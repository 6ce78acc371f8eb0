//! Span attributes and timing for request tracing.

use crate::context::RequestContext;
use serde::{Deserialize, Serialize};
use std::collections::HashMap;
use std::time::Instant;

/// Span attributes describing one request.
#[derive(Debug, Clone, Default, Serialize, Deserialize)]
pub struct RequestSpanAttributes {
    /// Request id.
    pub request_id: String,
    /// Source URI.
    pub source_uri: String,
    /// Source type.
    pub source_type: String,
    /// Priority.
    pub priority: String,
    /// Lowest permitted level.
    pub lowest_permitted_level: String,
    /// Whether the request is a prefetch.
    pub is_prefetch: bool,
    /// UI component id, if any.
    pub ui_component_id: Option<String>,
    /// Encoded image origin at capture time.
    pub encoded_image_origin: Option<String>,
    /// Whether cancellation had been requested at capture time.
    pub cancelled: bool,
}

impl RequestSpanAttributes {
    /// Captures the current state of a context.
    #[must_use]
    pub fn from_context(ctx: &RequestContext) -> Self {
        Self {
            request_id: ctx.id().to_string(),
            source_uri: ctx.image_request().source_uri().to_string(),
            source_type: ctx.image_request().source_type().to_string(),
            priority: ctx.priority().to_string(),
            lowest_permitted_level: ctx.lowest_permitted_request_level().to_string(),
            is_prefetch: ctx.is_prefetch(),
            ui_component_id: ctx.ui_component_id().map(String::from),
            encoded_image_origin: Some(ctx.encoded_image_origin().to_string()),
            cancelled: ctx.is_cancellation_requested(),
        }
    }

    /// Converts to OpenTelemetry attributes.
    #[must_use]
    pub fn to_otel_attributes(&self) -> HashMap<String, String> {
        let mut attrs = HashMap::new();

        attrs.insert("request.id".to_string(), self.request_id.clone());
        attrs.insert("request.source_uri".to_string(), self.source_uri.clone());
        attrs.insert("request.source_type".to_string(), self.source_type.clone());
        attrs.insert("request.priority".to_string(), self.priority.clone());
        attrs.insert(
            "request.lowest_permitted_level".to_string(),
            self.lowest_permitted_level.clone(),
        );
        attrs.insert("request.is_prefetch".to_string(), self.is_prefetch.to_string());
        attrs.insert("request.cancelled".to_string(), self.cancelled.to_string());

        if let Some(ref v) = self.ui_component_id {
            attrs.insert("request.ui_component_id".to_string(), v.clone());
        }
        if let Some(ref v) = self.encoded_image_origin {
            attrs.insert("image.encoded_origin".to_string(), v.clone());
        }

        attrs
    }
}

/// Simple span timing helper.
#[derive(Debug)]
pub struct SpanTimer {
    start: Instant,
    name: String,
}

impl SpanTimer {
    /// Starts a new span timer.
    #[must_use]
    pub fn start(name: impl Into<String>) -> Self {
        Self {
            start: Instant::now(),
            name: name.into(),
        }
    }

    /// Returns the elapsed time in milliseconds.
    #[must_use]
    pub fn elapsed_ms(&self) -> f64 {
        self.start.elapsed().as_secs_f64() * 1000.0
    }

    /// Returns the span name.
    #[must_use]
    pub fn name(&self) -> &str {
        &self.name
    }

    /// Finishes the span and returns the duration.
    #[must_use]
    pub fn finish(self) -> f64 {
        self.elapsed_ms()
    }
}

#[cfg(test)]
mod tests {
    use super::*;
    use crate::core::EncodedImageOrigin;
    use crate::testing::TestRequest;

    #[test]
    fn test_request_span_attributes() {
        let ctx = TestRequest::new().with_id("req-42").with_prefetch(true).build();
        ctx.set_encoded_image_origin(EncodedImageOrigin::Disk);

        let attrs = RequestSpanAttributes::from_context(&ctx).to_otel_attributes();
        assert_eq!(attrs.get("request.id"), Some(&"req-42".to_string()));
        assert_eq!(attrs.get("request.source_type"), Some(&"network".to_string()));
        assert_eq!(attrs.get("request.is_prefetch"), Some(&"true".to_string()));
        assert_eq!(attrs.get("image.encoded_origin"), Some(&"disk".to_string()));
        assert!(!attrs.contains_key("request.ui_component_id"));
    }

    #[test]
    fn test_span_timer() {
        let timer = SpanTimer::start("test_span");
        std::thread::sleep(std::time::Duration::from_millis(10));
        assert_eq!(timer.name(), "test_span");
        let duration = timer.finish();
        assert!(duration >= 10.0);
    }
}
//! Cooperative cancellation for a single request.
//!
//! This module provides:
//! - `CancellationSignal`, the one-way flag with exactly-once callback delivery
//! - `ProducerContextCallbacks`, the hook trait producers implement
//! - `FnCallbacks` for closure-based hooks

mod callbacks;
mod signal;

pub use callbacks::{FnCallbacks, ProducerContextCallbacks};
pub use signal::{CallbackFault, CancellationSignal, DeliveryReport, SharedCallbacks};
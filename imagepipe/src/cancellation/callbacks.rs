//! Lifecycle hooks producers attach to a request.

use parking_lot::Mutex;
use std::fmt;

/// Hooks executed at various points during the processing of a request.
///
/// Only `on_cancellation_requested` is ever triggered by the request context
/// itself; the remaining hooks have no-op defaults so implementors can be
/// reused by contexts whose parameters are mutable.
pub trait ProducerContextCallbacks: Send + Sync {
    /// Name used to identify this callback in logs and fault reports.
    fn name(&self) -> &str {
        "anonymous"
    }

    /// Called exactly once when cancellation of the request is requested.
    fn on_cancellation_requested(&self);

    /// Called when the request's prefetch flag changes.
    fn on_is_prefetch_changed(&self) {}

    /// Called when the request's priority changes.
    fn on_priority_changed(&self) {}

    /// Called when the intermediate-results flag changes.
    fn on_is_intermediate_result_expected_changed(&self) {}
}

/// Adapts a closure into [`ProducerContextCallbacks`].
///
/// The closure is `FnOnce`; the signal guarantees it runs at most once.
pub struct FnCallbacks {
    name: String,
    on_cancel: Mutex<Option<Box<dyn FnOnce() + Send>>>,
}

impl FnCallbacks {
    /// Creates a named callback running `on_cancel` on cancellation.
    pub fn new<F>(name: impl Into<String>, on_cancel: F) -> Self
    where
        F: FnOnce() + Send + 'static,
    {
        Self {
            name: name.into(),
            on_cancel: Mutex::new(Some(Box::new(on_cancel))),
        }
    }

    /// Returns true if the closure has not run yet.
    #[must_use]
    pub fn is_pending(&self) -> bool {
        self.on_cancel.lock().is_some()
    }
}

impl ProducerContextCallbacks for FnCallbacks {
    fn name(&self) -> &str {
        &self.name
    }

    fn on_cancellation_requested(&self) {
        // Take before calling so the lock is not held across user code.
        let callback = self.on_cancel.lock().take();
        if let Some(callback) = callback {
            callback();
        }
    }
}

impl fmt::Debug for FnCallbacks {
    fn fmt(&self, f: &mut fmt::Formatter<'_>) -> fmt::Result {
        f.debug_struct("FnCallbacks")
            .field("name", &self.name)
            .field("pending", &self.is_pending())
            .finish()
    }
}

- TASK TO COMPLETE: From the data above, reproduce word for word the lines running from the line with "exactly-once callback delivery" to the line with "the request context", ends included.

- RESPONSE FOR THIS EXERCISE:
//! - `CancellationSignal`, the one-way flag with exactly-once callback delivery
//! - `ProducerContextCallbacks`, the hook trait producers implement
//! - `FnCallbacks` for closure-based hooks

mod callbacks;
mod signal;

pub use callbacks::{FnCallbacks, ProducerContextCallbacks};
pub use signal::{CallbackFault, CancellationSignal, DeliveryReport, SharedCallbacks};
filename imagepipe/src/cancellation/callbacks.rs
//! Lifecycle hooks producers attach to a request.

use parking_lot::Mutex;
use std::fmt;

/// Hooks executed at various points during the processing of a request.
///
/// Only `on_cancellation_requested` is ever triggered by the request context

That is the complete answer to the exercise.